El incómodo viaje a las profundidades de la Anses
No siempre los arranques son los ideales, pero lo importante es empezar. La carrera para superar el déficit fiscal (por ahora, sólo enfocada en el renglón primario), que tomó velocidad a fuerza de las promesas realizadas al Fondo Monetario Internacional (FMI), avanza en sus primeros kilómetros.
El Gobierno se entusiasma: hasta noviembre asegura que el déficit primario retrocedió 47 por ciento en términos reales. Es mucho, lo que habla por sí mismo del desborde del gasto. Pero la profundidad definitiva que tendrá el saneamiento todavía es una incógnita, más allá de la verbalización de buenas intenciones.
En la semana que pasó, volvimos a ver la altura que tiene una de las montañas más duras que oficialismo y oposición, según pasan los años, vienen esquivando a pura elegancia demagógica: el sistema previsional.
En sintonía con la polémica acordada para recortar su poder, el presidente de la Corte Suprema de Justicia, Carlos Rosenkrantz, votó en soledad a favor del índice que aplicó la Administración Nacional de la Seguridad Social (Anses) para actualizar los salarios que se toman en el cálculo del haber inicial hasta 2008, con particular impacto a partir de 2002, por el regreso de la inflación (en ese período, la gestión kirchnerista actualizó haberes en forma discrecional).

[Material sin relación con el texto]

use std::net::SocketAddr;
use std::time::Duration;

use anyhow::Context;
use axum::http::header::{AUTHORIZATION, CONTENT_TYPE};
use axum::http::{HeaderName, Method, StatusCode};
use axum::Router;
use tower_http::catch_panic::CatchPanicLayer;
use tower_http::cors::CorsLayer;
use tower_http::request_id::{MakeRequestUuid, PropagateRequestIdLayer, SetRequestIdLayer};
use tower_http::timeout::TimeoutLayer;
use tower_http::trace::{DefaultMakeSpan, DefaultOnResponse, TraceLayer};
use tracing::Level;
use tracing_subscriber::{layer::SubscriberExt, util::SubscriberInitExt};

use bizdir_api::config::ServerConfig;
use bizdir_api::{routes, state::AppState};

#[tokio::main]
async fn main() -> anyhow::Result<()> {
    dotenvy::dotenv().ok();

    // --- Tracing ---
    tracing_subscriber::registry()
        .with(
            tracing_subscriber::EnvFilter::try_from_default_env()
                .unwrap_or_else(|_| "bizdir_api=debug,tower_http=debug".into()),
        )
        .with(tracing_subscriber::fmt::layer())
        .init();

    // --- Configuration ---
    let config = ServerConfig::from_env();
    tracing::info!(host = %config.host, port = %config.port, "Loaded server configuration");

    // --- Database ---
    let database_url =
        std::env::var("DATABASE_URL").context("DATABASE_URL must be set")?;

    let pool = bizdir_db::create_pool(&database_url)
        .await
        .context("Failed to connect to database")?;
    tracing::info!("Database connection pool created");

    bizdir_db::health_check(&pool)
        .await
        .context("Database health check failed")?;
    tracing::info!("Database health check passed");

    bizdir_db::run_migrations(&pool)
        .await
        .context("Failed to run database migrations")?;
    tracing::info!("Database migrations applied");

    // --- CORS ---
    let cors = build_cors_layer(&config);

    // --- App state ---
    let demo_seed = config.demo_seed;
    let state = AppState::with_postgres(pool, config.clone());

    // --- Demo seeding ---
    if demo_seed {
        let summary = bizdir_core::seed::run(&state.registry, &state.employees).await;
        tracing::info!(%summary, "Demo data seeded");
    }

    // --- Request ID header name ---
    let request_id_header = HeaderName::from_static("x-request-id");

    // --- Router ---
    let app = Router::new()
        // Health check at root level (not under /api/v1).
        .merge(routes::health::router())
        // API v1 routes.
        .nest("/api/v1", routes::api_routes())
        // -- Middleware stack (applied bottom-up) --
        // Panic recovery: catch panics and return 500 JSON.
        .layer(CatchPanicLayer::new())
        // Request timeout.
        .layer(TimeoutLayer::with_status_code(
            StatusCode::REQUEST_TIMEOUT,
            Duration::from_secs(config.request_timeout_secs),
        ))
        // Propagate request ID to response.
        .layer(PropagateRequestIdLayer::new(request_id_header.clone()))
        // Structured request/response tracing.
        .layer(
            TraceLayer::new_for_http()
                .make_span_with(DefaultMakeSpan::new().level(Level::INFO))
                .on_response(DefaultOnResponse::new().level(Level::INFO)),
        )
        // Set request ID on incoming requests.
        .layer(SetRequestIdLayer::new(request_id_header, MakeRequestUuid))
        // CORS.
        .layer(cors)
        // Shared state.
        .with_state(state);

    // --- Start server ---
    let addr = SocketAddr::new(
        config.host.parse().context("Invalid HOST address")?,
        config.port,
    );
    tracing::info!(%addr, "Starting server");

    let listener = tokio::net::TcpListener::bind(addr)
        .await
        .context("Failed to bind to address")?;

    axum::serve(listener, app)
        .with_graceful_shutdown(shutdown_signal())
        .await
        .context("Server error")?;

    tracing::info!("Graceful shutdown complete");
    Ok(())
}

/// Wait for a termination signal to initiate graceful shutdown.
///
/// Handles both SIGINT (Ctrl-C) and SIGTERM (on Unix) so the server
/// shuts down cleanly whether stopped interactively or by a process
/// manager (e.g. systemd, Docker, Kubernetes).
async fn shutdown_signal() {
    let ctrl_c = async {
        tokio::signal::ctrl_c()
            .await
            .expect("Failed to install Ctrl-C handler");
    };

    #[cfg(unix)]
    let terminate = async {
        tokio::signal::unix::signal(tokio::signal::unix::SignalKind::terminate())
            .expect("Failed to install SIGTERM handler")
            .recv()
            .await;
    };

    #[cfg(not(unix))]
    let terminate = std::future::pending::<()>();

    tokio::select! {
        () = ctrl_c => {
            tracing::info!("Received SIGINT (Ctrl-C), starting graceful shutdown");
        }
        () = terminate => {
            tracing::info!("Received SIGTERM, starting graceful shutdown");
        }
    }
}

/// Build the CORS middleware layer from server configuration.
///
/// Panics at startup if any configured origin is invalid, which is the
/// desired behaviour -- we want misconfiguration to fail fast.
fn build_cors_layer(config: &ServerConfig) -> CorsLayer {
    let origins: Vec<_> = config
        .cors_origins
        .iter()
        .map(|o| {
            o.parse()
                .unwrap_or_else(|e| panic!("Invalid CORS origin '{o}': {e}"))
        })
        .collect();

    CorsLayer::new()
        .allow_origin(origins)
        .allow_methods([
            Method::GET,
            Method::POST,
            Method::PUT,
            Method::DELETE,
            Method::PATCH,
        ])
        .allow_headers([CONTENT_TYPE, AUTHORIZATION])
        .allow_credentials(true)
        .max_age(Duration::from_secs(3600))
}
//! Repository for the simple localized entity table pairs.
//!
//! All nine entities share identical column layouts, so one repository
//! covers them, parameterized by the table names from
//! [`crate::tables::EntityTables`].

use sqlx::PgPool;

use bizdir_core::types::DbId;

use crate::models::{EntityRow, TranslationRow};
use crate::tables::EntityTables;

/// Column list shared across base-table queries to avoid repetition.
const BASE_COLUMNS: &str = "id, identity, og_image, created_at, updated_at";

/// Column list shared across translation-table queries.
const TRANSLATION_COLUMNS: &str =
    "id, parent_id, language_id, name, description, created_at, updated_at";

/// CRUD operations for one entity's base and translation tables.
pub struct LocalizedRepo {
    tables: &'static EntityTables,
}

impl LocalizedRepo {
    pub fn new(tables: &'static EntityTables) -> Self {
        Self { tables }
    }

    // -----------------------------------------------------------------------
    // Base records
    // -----------------------------------------------------------------------

    /// List all base records, oldest first.
    pub async fn list(&self, pool: &PgPool) -> Result<Vec<EntityRow>, sqlx::Error> {
        let query = format!(
            "SELECT {BASE_COLUMNS} FROM {} ORDER BY id",
            self.tables.base
        );
        sqlx::query_as::<_, EntityRow>(&query).fetch_all(pool).await
    }

    pub async fn find_by_id(
        &self,
        pool: &PgPool,
        id: DbId,
    ) -> Result<Option<EntityRow>, sqlx::Error> {
        let query = format!("SELECT {BASE_COLUMNS} FROM {} WHERE id = $1", self.tables.base);
        sqlx::query_as::<_, EntityRow>(&query)
            .bind(id)
            .fetch_optional(pool)
            .await
    }

    pub async fn find_by_identity(
        &self,
        pool: &PgPool,
        identity: &str,
    ) -> Result<Option<EntityRow>, sqlx::Error> {
        let query = format!(
            "SELECT {BASE_COLUMNS} FROM {} WHERE identity = $1",
            self.tables.base
        );
        sqlx::query_as::<_, EntityRow>(&query)
            .bind(identity)
            .fetch_optional(pool)
            .await
    }

    /// Insert a new base record, returning the created row.
    pub async fn insert(
        &self,
        pool: &PgPool,
        identity: &str,
        og_image: Option<&str>,
    ) -> Result<EntityRow, sqlx::Error> {
        let query = format!(
            "INSERT INTO {} (identity, og_image) VALUES ($1, $2) RETURNING {BASE_COLUMNS}",
            self.tables.base
        );
        sqlx::query_as::<_, EntityRow>(&query)
            .bind(identity)
            .bind(og_image)
            .fetch_one(pool)
            .await
    }

    /// Persist the mutable fields of an existing base record.
    pub async fn update(
        &self,
        pool: &PgPool,
        id: DbId,
        identity: &str,
        og_image: Option<&str>,
    ) -> Result<Option<EntityRow>, sqlx::Error> {
        let query = format!(
            "UPDATE {} SET identity = $2, og_image = $3, updated_at = NOW()
             WHERE id = $1 RETURNING {BASE_COLUMNS}",
            self.tables.base
        );
        sqlx::query_as::<_, EntityRow>(&query)
            .bind(id)
            .bind(identity)
            .bind(og_image)
            .fetch_optional(pool)
            .await
    }

    /// Delete a base record. Returns `true` if a row was removed.
    pub async fn delete(&self, pool: &PgPool, id: DbId) -> Result<bool, sqlx::Error> {
        let query = format!("DELETE FROM {} WHERE id = $1", self.tables.base);
        let result = sqlx::query(&query).bind(id).execute(pool).await?;
        Ok(result.rows_affected() > 0)
    }

    // -----------------------------------------------------------------------
    // Translations
    // -----------------------------------------------------------------------

    pub async fn translations_for(
        &self,
        pool: &PgPool,
        parent_id: DbId,
    ) -> Result<Vec<TranslationRow>, sqlx::Error> {
        let query = format!(
            "SELECT {TRANSLATION_COLUMNS} FROM {} WHERE parent_id = $1 ORDER BY id",
            self.tables.translations
        );
        sqlx::query_as::<_, TranslationRow>(&query)
            .bind(parent_id)
            .fetch_all(pool)
            .await
    }

    pub async fn find_translation(
        &self,
        pool: &PgPool,
        id: DbId,
    ) -> Result<Option<TranslationRow>, sqlx::Error> {
        let query = format!(
            "SELECT {TRANSLATION_COLUMNS} FROM {} WHERE id = $1",
            self.tables.translations
        );
        sqlx::query_as::<_, TranslationRow>(&query)
            .bind(id)
            .fetch_optional(pool)
            .await
    }

    pub async fn find_translation_by_language(
        &self,
        pool: &PgPool,
        parent_id: DbId,
        language_id: DbId,
    ) -> Result<Option<TranslationRow>, sqlx::Error> {
        let query = format!(
            "SELECT {TRANSLATION_COLUMNS} FROM {}
             WHERE parent_id = $1 AND language_id = $2",
            self.tables.translations
        );
        sqlx::query_as::<_, TranslationRow>(&query)
            .bind(parent_id)
            .bind(language_id)
            .fetch_optional(pool)
            .await
    }

    pub async fn insert_translation(
        &self,
        pool: &PgPool,
        parent_id: DbId,
        language_id: DbId,
        name: &str,
        description: Option<&str>,
    ) -> Result<TranslationRow, sqlx::Error> {
        let query = format!(
            "INSERT INTO {} (parent_id, language_id, name, description)
             VALUES ($1, $2, $3, $4) RETURNING {TRANSLATION_COLUMNS}",
            self.tables.translations
        );
        sqlx::query_as::<_, TranslationRow>(&query)
            .bind(parent_id)
            .bind(language_id)
            .bind(name)
            .bind(description)
            .fetch_one(pool)
            .await
    }

    /// Persist name/description changes. `language_id` is immutable and is
    /// deliberately not part of the statement.
    pub async fn update_translation(
        &self,
        pool: &PgPool,
        id: DbId,
        name: &str,
        description: Option<&str>,
    ) -> Result<Option<TranslationRow>, sqlx::Error> {
        let query = format!(
            "UPDATE {} SET name = $2, description = $3, updated_at = NOW()
             WHERE id = $1 RETURNING {TRANSLATION_COLUMNS}",
            self.tables.translations
        );
        sqlx::query_as::<_, TranslationRow>(&query)
            .bind(id)
            .bind(name)
            .bind(description)
            .fetch_optional(pool)
            .await
    }

    pub async fn delete_translation(&self, pool: &PgPool, id: DbId) -> Result<bool, sqlx::Error> {
        let query = format!("DELETE FROM {} WHERE id = $1", self.tables.translations);
        let result = sqlx::query(&query).bind(id).execute(pool).await?;
        Ok(result.rows_affected() > 0)
    }
}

El resto de los magistrados se inclinó por el índice más generoso, dejó al descubierto la negligencia administrativa de la Anses y le cedió la definición al Congreso, que, enfocado en la pelea por las urnas, es poco probable que en 2019 se aventure al incómodo viaje hacia las profundidades de la Anses.
Ocurre que lo que asoma como un detalle técnico no lo es tanto en un sistema que sangra por todos lados.
A nadie escapa el problema estructural que aqueja al universo previsional, alejado de cualquier atisbo de sustentabilidad. La foto más actualizada (a marzo pasado) muestra un esquema con 9,8 millones de aportantes. El grueso (60 por ciento) son asalariados del sector privado en relación de dependencia dentro del régimen general. El resto se reparte entre monotributistas (con aportes más acotados y sin contribuciones), autónomos y servicio doméstico, entre otros.
Cuando arrancó este siglo, había 5,6 millones de aportantes, es decir que ese platillo de la balanza creció 78,2 por ciento en 18 años.
Pero ese aumento no fue igual en cantidad y calidad. Por ejemplo, los aportantes en relación de dependencia treparon 60 por ciento, pero con una mayor incidencia del sector público en los últimos 10 años (el perro se muerde la cola), mientras que el volumen de monotributistas pegó un salto de casi 270 por ciento.
En el otro platillo, la cantidad de beneficios, que se mantuvo alrededor de los tres millones hasta las moratorias, pasó a 6,8 millones (más de 120 por ciento), o sea una tasa de crecimiento mayor que la de los aportantes.
Cuando terminó el primer trimestre, el sistema pagaba 3,2 millones de beneficios otorgados sin moratoria (1,85 millones de jubilados y 1,38 millones de pensionados), pero 3,6 millones con moratoria (86 por ciento jubilados).
Sólo en 2015, por cada nuevo pasivo que entró por la puerta grande se colaron 6,5 por la ventana que abrió el kirchnerismo. Otro punto es el de las pensiones no contributivas, que pasaron de casi 357 mil al inicio del siglo a 1,47 millones.
En definitiva, y más allá de ciclos con viento de cola que ayudan a maquillar y disimular el desfase, no se puede hablar de equilibrio fiscal serio y definitivo sin meterse de lleno en los rojos números de la Anses.